È una scoperta che getta una nuova luce sulle abitudini di questo antico popolo.
Fino a oggi s’era creduto che la passera l’avessero scoperta quelli di Massa e Cozzile!” «”Ora bisognerà riscrivere tutta la storia della passera partendo dagli Egizi!” esclamò emozionato un altro studioso.
«”Me ne frego degli Egizi! E anche di quelli di Massa e Cozzile!” urlò Napoleone col viso paonazzo dalla rabbia e dalle pinzature.
A questo punto l’Egitto gli stava proprio sui coglioni.
“Io so che da quando sono sbarcato ho patito di tutto.
Quella maledetta spiaggia con tutta quella rena! Il caldo! Le pinzature! E tutto questo per scoprire che la passera che si cercava era di sasso! Prendete tutto quello che volete, ma domattina vi voglio pronti: si torna a casa! E mai più e mai poi voglio sentir parlare dell’Egitto, né di spiagge, né di qualsiasi altro posto dove ci fa caldo e c’è la rena.

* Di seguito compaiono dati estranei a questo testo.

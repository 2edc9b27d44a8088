//! Queue SDK - Main Entry Point
//! Postgres-backed queue manager with the demo workers and monitoring server

mod handlers;

use anyhow::{Context, Result};
use serde_json::json;
use std::sync::Arc;
use std::time::Duration;
use tracing::{error, info, warn};
use tracing_subscriber::{fmt, layer::SubscriberExt, util::SubscriberInitExt, EnvFilter};

// Import workspace crates
use queue_sdk_api_rpc::{RpcServer, RpcServerConfig};
use queue_sdk_core::application::{shutdown_channel, HealthMonitor};
use queue_sdk_core::domain::QueueEvent;
use queue_sdk_core::{ConfigLoader, QueueManager, QueueSdkConfig};
use queue_sdk_postgres::PgQueueEngine;

const VERSION: &str = env!("CARGO_PKG_VERSION");
const CONFIG_PATH_VAR: &str = "QUEUE_SDK_CONFIG";
const SHUTDOWN_TIMEOUT: Duration = Duration::from_secs(5);

fn load_config() -> Result<QueueSdkConfig> {
    match std::env::var(CONFIG_PATH_VAR) {
        Ok(path) => {
            let path = shellexpand::tilde(&path).into_owned();
            ConfigLoader::load_from_file(&path)
                .with_context(|| format!("Failed to load config file {}", path))
        }
        Err(_) => ConfigLoader::load_from_env(None, None)
            .context("Failed to load config from environment"),
    }
}

fn init_tracing(config: &QueueSdkConfig) {
    let log_format = std::env::var("QUEUE_SDK_LOG_FORMAT").unwrap_or_else(|_| "pretty".to_string());

    let env_filter = EnvFilter::try_from_default_env()
        .unwrap_or_else(|_| EnvFilter::new(format!("queue_sdk={}", config.log_level().as_str())));

    match log_format.as_str() {
        "json" => {
            // Production: JSON structured logging
            tracing_subscriber::registry()
                .with(env_filter)
                .with(fmt::layer().json())
                .init();
        }
        _ => {
            tracing_subscriber::registry()
                .with(env_filter)
                .with(fmt::layer().pretty())
                .init();
        }
    }
}

/// Mirror manager events into the log
async fn log_events(manager: Arc<QueueManager>) {
    let mut events = manager.subscribe();
    loop {
        match events.recv().await {
            Ok(QueueEvent::JobFailed { job_id, queue, error }) => {
                warn!(queue = %queue, job_id = %job_id, error = %error, "Job failed")
            }
            Ok(QueueEvent::Error { message }) => error!(error = %message, "Queue error"),
            Ok(QueueEvent::Stopped) => break,
            Ok(event) => tracing::debug!(event = event.name(), "Queue event"),
            Err(tokio::sync::broadcast::error::RecvError::Lagged(skipped)) => {
                warn!(skipped, "Event log lagged")
            }
            Err(tokio::sync::broadcast::error::RecvError::Closed) => break,
        }
    }
}

#[tokio::main]
async fn main() -> Result<()> {
    // 1. Load configuration (log level comes from it)
    let config = load_config()?;
    init_tracing(&config);

    info!("Queue SDK v{} starting...", VERSION);
    info!(
        host = %config.database.host,
        database = %config.database.database,
        schema = %config.database.schema(),
        "Connecting queue engine"
    );

    // 2. Wire engine, manager and workers
    let engine = Arc::new(PgQueueEngine::new(config.database.clone()));
    let manager = QueueManager::builder(config, engine)
        .registry(handlers::registry())
        .start()
        .context("Queue manager failed to start")?;

    tokio::spawn(log_events(Arc::clone(&manager)));
    {
        let manager = Arc::clone(&manager);
        tokio::spawn(async move { handlers::schedule_maintenance(&manager).await; });
    }

    // 3. Monitoring surface
    let (shutdown_trigger, shutdown_token) = shutdown_channel();

    let rpc_handle = match RpcServerConfig::from_config(manager.config()) {
        Some(rpc_config) => {
            let (addr, handle) = RpcServer::new(rpc_config, Arc::clone(&manager))
                .start()
                .await
                .map_err(|e| anyhow::anyhow!("RPC server start failed: {}", e))?;
            info!(addr = %addr, "Monitoring enabled");
            Some(handle)
        }
        None => None,
    };

    let monitor_handle = HealthMonitor::from_config(Arc::clone(&manager))
        .map(|monitor| tokio::spawn(monitor.run(shutdown_token)));

    info!("Press Ctrl+C to shutdown");

    // 4. Wait for shutdown signal
    tokio::signal::ctrl_c().await?;

    info!("Shutdown signal received. Exiting gracefully...");

    // 5. Graceful shutdown
    shutdown_trigger.trigger();
    if let Some(handle) = rpc_handle {
        handle
            .stop()
            .map_err(|e| anyhow::anyhow!("RPC server stop failed: {}", e))?;
    }
    if let Err(e) = manager.stop().await {
        error!(error = %e, "Queue manager did not stop cleanly");
    }
    if let Some(handle) = monitor_handle {
        let _ = tokio::time::timeout(SHUTDOWN_TIMEOUT, handle).await;
    }

    info!("Shutdown complete.");

    Ok(())
}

Quest’altra volta, se ci sarà un’altra Campagna, si va in Russia, almeno là c’è fresco!” «E mentre ridiscendeva la piramide, saltando a pie pari di gradone in gradone con quelle sue gambettine corte, borbottava: «”E pensare che a casa c’è la mi’ Beppina con la passera di ciccia, e io, invece, sono venuto quaggiù a fare il bischero per una passera di sasso!”.
«Questa è la vera storia della Campagna di Napoleone in Egitto» concluse il barbiere.
Ero rimasto sorpreso da questo racconto, ma anche emozionato.
Così era nata l’archeologia moderna e Massa e Cozzile aveva perso il suo primato.
C’ero rimasto un po’ male.
Per il mio libro, invece, rappresentava una chicca e io ve l’ho riportata pari pari.